いきなり強いぞ、中田ジャパン。女子バレーが6年ぶりにブラジルを撃破 (4ページ目)

  • 中西美雁●文 text by Nakanishi Mikari
  • 坂本清●撮影 photo by Sakamoto Kiyoshi

 ブラジルは、5位に終わったリオ五輪後に大幅な世代交代を進めている最中だ。チームの売りであった、ミドルからの高くパワーのある速攻が影を潜め、アタッカーの選手がリベロを務めていたこともあり、守備の連携もなかなか取れていなかった。6年前の、ロンドンオリンピックの出場権がかかったワールドカップでの白星とは重みが違うかもしれないが、それでもブラジルに競り勝てた意味は大きい。

 ギマラエス監督はロンドン五輪で金メダルを獲得した名将であり、今回の試合中にも次々とチームに修正をかけていた。セットカウント2-2となり、ブラジルに流れが行きかけたところを、しっかり押し返して勝ち切れたことが何よりの収穫だろう。

 チームをけん引した古賀は、「前日のセルビア戦で悔しい負け方をしたので、今日勝ち切れたことはチームにとって自信になりました」と笑顔を見せた。その言葉通り、翌週の香港大会ではセルビアにリベンジを果たし、続くロシアにも勝利を収めた。

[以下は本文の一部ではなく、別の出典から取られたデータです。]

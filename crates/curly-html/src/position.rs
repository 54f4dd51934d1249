//! Source positions and the position-tracking input buffer.
//!
//! Lines are 1-based, columns 0-based. Consuming a `\n` moves to the next
//! line and resets the column to 0; any other character moves one column
//! right. The buffer only grows: chunks fed later are appended, and nothing
//! already buffered is discarded while the stream is open.

use std::fmt;

use serde::Serialize;

/// A line/column location in the (preprocessed) input.
#[derive(Debug, Clone, Copy, PartialEq, Eq, Hash, Serialize)]
pub struct Position {
    /// 1-based line number.
    pub line: usize,
    /// 0-based column within the line.
    pub column: usize,
}

impl Position {
    /// The position of the first character of a stream.
    pub const START: Self = Self { line: 1, column: 0 };

    /// Create a position from a line and column.
    #[must_use]
    pub const fn new(line: usize, column: usize) -> Self {
        Self { line, column }
    }
}

impl Default for Position {
    fn default() -> Self {
        Self::START
    }
}

impl fmt::Display for Position {
    fn fmt(&self, f: &mut fmt::Formatter<'_>) -> fmt::Result {
        write!(f, "{}:{}", self.line, self.column)
    }
}

/// The half-open source range a token was scanned from.
#[derive(Debug, Clone, Copy, PartialEq, Eq, Hash, Serialize)]
pub struct SourceSpan {
    /// Where the token began.
    pub start: Position,
    /// Where the next token begins.
    pub end: Position,
}

impl SourceSpan {
    /// Create a span between two positions.
    #[must_use]
    pub const fn new(start: Position, end: Position) -> Self {
        Self { start, end }
    }
}

impl fmt::Display for SourceSpan {
    fn fmt(&self, f: &mut fmt::Formatter<'_>) -> fmt::Result {
        write!(f, "{}-{}", self.start, self.end)
    }
}

/// Growable character buffer with a cursor that tracks line and column.
#[derive(Debug, Clone, Default)]
pub struct SourceBuffer {
    chars: Vec<char>,
    index: usize,
    position: Position,
}

impl SourceBuffer {
    /// Create an empty buffer positioned at line 1, column 0.
    #[must_use]
    pub fn new() -> Self {
        Self::default()
    }

    /// Drop all buffered input and rewind to the start position.
    pub fn clear(&mut self) {
        self.chars.clear();
        self.index = 0;
        self.position = Position::START;
    }

    /// Append already-preprocessed input after everything buffered so far.
    pub fn push_str(&mut self, input: &str) {
        self.chars.extend(input.chars());
    }

    /// The character under the cursor, if any is buffered.
    #[must_use]
    pub fn peek(&self) -> Option<char> {
        self.chars.get(self.index).copied()
    }

    /// The character after the one under the cursor, if buffered.
    #[must_use]
    pub fn peek_next(&self) -> Option<char> {
        self.chars.get(self.index + 1).copied()
    }

    /// Take the character under the cursor and advance past it.
    ///
    /// Returns `None` without moving when the buffer is exhausted.
    pub fn consume(&mut self) -> Option<char> {
        let c = self.peek()?;
        self.index += 1;
        if c == '\n' {
            self.position.line += 1;
            self.position.column = 0;
        } else {
            self.position.column += 1;
        }
        Some(c)
    }

    /// Consume `count` characters, stopping early at the end of the buffer.
    pub fn consume_n(&mut self, count: usize) {
        for _ in 0..count {
            if self.consume().is_none() {
                break;
            }
        }
    }

    /// Absolute offset of the cursor, in characters.
    #[must_use]
    pub const fn index(&self) -> usize {
        self.index
    }

    /// Number of characters buffered so far.
    #[must_use]
    pub fn len(&self) -> usize {
        self.chars.len()
    }

    /// Whether nothing has been buffered.
    #[must_use]
    pub fn is_empty(&self) -> bool {
        self.chars.is_empty()
    }

    /// Whether the cursor has reached the end of the buffered input.
    #[must_use]
    pub fn is_at_end(&self) -> bool {
        self.index >= self.chars.len()
    }

    /// Line and column of the cursor.
    #[must_use]
    pub const fn position(&self) -> Position {
        self.position
    }

    /// Offset of the first `needle` at or after the cursor.
    #[must_use]
    pub fn find_from_cursor(&self, needle: char) -> Option<usize> {
        self.chars[self.index..]
            .iter()
            .position(|&c| c == needle)
            .map(|offset| self.index + offset)
    }

    /// The buffered characters in `start..end` as a string.
    #[must_use]
    pub fn slice(&self, start: usize, end: usize) -> String {
        self.chars[start..end].iter().collect()
    }
}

 今後もブラジルや世界の強豪国に勝ち続けるためには、点を取れるサイドアタッカーが古賀の他にもうひとりほしいところ。しかしそこは、ブラジル戦で控えに甘んじた石井優希の復活や、ジュニア選手権(U-20)に回っている黒後愛、井上愛里沙らの合流で埋められるはずだ。東京五輪に向けて順調すぎるスタートを切った"中田ジャパン"の、さらなる成長を期待したい。